EXCERPTED DATA
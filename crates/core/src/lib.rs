#![deny(clippy::pedantic, unsafe_code)]
#![allow(clippy::module_name_repetitions)]

//! Session-scoped container fixture management for berth
//!
//! A [`TestSession`] owns the fixtures a test binary starts: shared
//! instances are kept in a registry keyed by configuration fingerprint and
//! reused across acquisitions, exclusive instances are handed to the caller
//! outright. Every acquisition validates its configuration first and
//! publishes the fixture's connection parameters as process environment
//! variables for the application under test.

mod fixture;
mod properties;
mod registry;

pub use fixture::{Fingerprint, Fixture, FixtureConfig};
pub use properties::PropertySink;
pub use registry::FixtureRegistry;

use berth_errors::Error;
use std::ops::Deref;
use std::sync::Arc;

/// Session-scoped context owning shared fixtures and published properties.
///
/// Construct one per test binary and pass it explicitly to each setup that
/// needs a fixture; dropping the session tears down every shared instance
/// it still holds.
#[derive(Default)]
pub struct TestSession {
    registry: FixtureRegistry,
    properties: PropertySink,
}

impl TestSession {
    #[must_use]
    pub fn new() -> Self {
        Self::default()
    }

    /// Properties published by fixtures acquired through this session
    #[must_use]
    pub fn properties(&self) -> &PropertySink {
        &self.properties
    }

    /// Shared fixtures currently registered
    #[must_use]
    pub fn registry(&self) -> &FixtureRegistry {
        &self.registry
    }

    /// Acquire a fixture for this configuration.
    ///
    /// The configuration is validated before any container is started.
    /// Shared configurations reuse a running instance with an equal
    /// fingerprint when one exists; exclusive configurations always launch
    /// a fresh container owned by the caller. Either way the fixture's
    /// connection parameters are published afterwards.
    ///
    /// # Errors
    ///
    /// Returns an error if validation fails or the container cannot be
    /// launched.
    pub async fn acquire<F: Fixture>(&self, config: F::Config) -> Result<Acquired<F>, Error> {
        config.validate()?;

        let acquired = if config.shared() {
            Acquired::Shared(self.registry.get_or_launch::<F>(config).await?)
        } else {
            Acquired::Exclusive(F::launch(config).await?)
        };

        self.properties.publish(acquired.properties());
        Ok(acquired)
    }
}

/// A fixture acquired from a session.
///
/// Shared instances are reference-counted registry entries that outlive the
/// acquisition; exclusive instances belong to the caller, who decides when
/// to dispose of them.
#[derive(Debug)]
pub enum Acquired<F: Fixture> {
    Shared(Arc<F>),
    Exclusive(F),
}

impl<F: Fixture> Acquired<F> {
    /// Whether this acquisition reuses a registry-held instance
    #[must_use]
    pub fn is_shared(&self) -> bool {
        matches!(self, Self::Shared(_))
    }

    /// Take ownership of an exclusive fixture; `None` for shared ones
    #[must_use]
    pub fn into_exclusive(self) -> Option<F> {
        match self {
            Self::Shared(_) => None,
            Self::Exclusive(fixture) => Some(fixture),
        }
    }
}

impl<F: Fixture> Deref for Acquired<F> {
    type Target = F;

    fn deref(&self) -> &F {
        match self {
            Self::Shared(fixture) => fixture,
            Self::Exclusive(fixture) => fixture,
        }
    }
}

#[cfg(test)]
mod tests {
    use super::*;
    use berth_errors::ConfigError;
    use std::sync::atomic::{AtomicU64, Ordering};

    static LAUNCHES: AtomicU64 = AtomicU64::new(0);

    #[derive(Clone)]
    struct EchoConfig {
        shared: bool,
        tag: String,
        reject: bool,
    }

    impl EchoConfig {
        fn shared(tag: &str) -> Self {
            Self {
                shared: true,
                tag: tag.to_string(),
                reject: false,
            }
        }

        fn exclusive(tag: &str) -> Self {
            Self {
                shared: false,
                tag: tag.to_string(),
                reject: false,
            }
        }
    }

    impl FixtureConfig for EchoConfig {
        fn validate(&self) -> Result<(), Error> {
            if self.reject {
                return Err(ConfigError::InvalidValue {
                    field: "tag".to_string(),
                    value: self.tag.clone(),
                }
                .into());
            }
            Ok(())
        }

        fn fingerprint(&self) -> Fingerprint {
            Fingerprint::compute("echo", &[&self.tag])
        }

        fn shared(&self) -> bool {
            self.shared
        }
    }

    #[derive(Debug)]
    struct EchoFixture {
        tag: String,
        serial: u64,
    }

    impl Fixture for EchoFixture {
        type Config = EchoConfig;

        async fn launch(config: EchoConfig) -> Result<Self, Error> {
            Ok(Self {
                tag: config.tag,
                serial: LAUNCHES.fetch_add(1, Ordering::SeqCst),
            })
        }

        fn properties(&self) -> Vec<(String, String)> {
            vec![("BERTH_TEST_ECHO_TAG".to_string(), self.tag.clone())]
        }
    }

    #[test]
    fn equal_configs_share_a_fingerprint() {
        let a = EchoConfig::shared("alpha").fingerprint();
        let b = EchoConfig::shared("alpha").fingerprint();
        let c = EchoConfig::shared("beta").fingerprint();
        assert_eq!(a, b);
        assert_ne!(a, c);
    }

    #[tokio::test]
    async fn shared_acquisitions_reuse_one_instance() {
        let session = TestSession::new();

        let first = session
            .acquire::<EchoFixture>(EchoConfig::shared("reuse"))
            .await
            .unwrap();
        let second = session
            .acquire::<EchoFixture>(EchoConfig::shared("reuse"))
            .await
            .unwrap();

        assert!(first.is_shared());
        assert_eq!(first.serial, second.serial);
        assert_eq!(session.registry().len().await, 1);
    }

    #[tokio::test]
    async fn exclusive_acquisitions_launch_fresh_instances() {
        let session = TestSession::new();

        let first = session
            .acquire::<EchoFixture>(EchoConfig::exclusive("solo"))
            .await
            .unwrap();
        let second = session
            .acquire::<EchoFixture>(EchoConfig::exclusive("solo"))
            .await
            .unwrap();

        assert!(!first.is_shared());
        assert_ne!(first.serial, second.serial);
        assert!(session.registry().is_empty().await);
        assert!(second.into_exclusive().is_some());
    }

    #[tokio::test]
    async fn acquisition_publishes_properties() {
        let session = TestSession::new();

        session
            .acquire::<EchoFixture>(EchoConfig::shared("published"))
            .await
            .unwrap();

        assert_eq!(
            session.properties().get("BERTH_TEST_ECHO_TAG").as_deref(),
            Some("published")
        );
        assert_eq!(
            std::env::var("BERTH_TEST_ECHO_TAG").as_deref(),
            Ok("published")
        );
    }

    #[tokio::test]
    async fn invalid_config_fails_before_launch() {
        let session = TestSession::new();

        let err = session
            .acquire::<EchoFixture>(EchoConfig {
                shared: true,
                tag: "bad".to_string(),
                reject: true,
            })
            .await
            .unwrap_err();

        assert!(matches!(err, Error::Config(ConfigError::InvalidValue { .. })));
        // A rejected configuration never reaches the registry.
        assert!(session.registry().is_empty().await);
    }
}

REQUIRED WORK
A line belongs in the answer if it contains the word "configurations"; copy every such line from the data above.

ANSWER BOX
    /// Shared configurations reuse a running instance with an equal
    /// fingerprint when one exists; exclusive configurations always launch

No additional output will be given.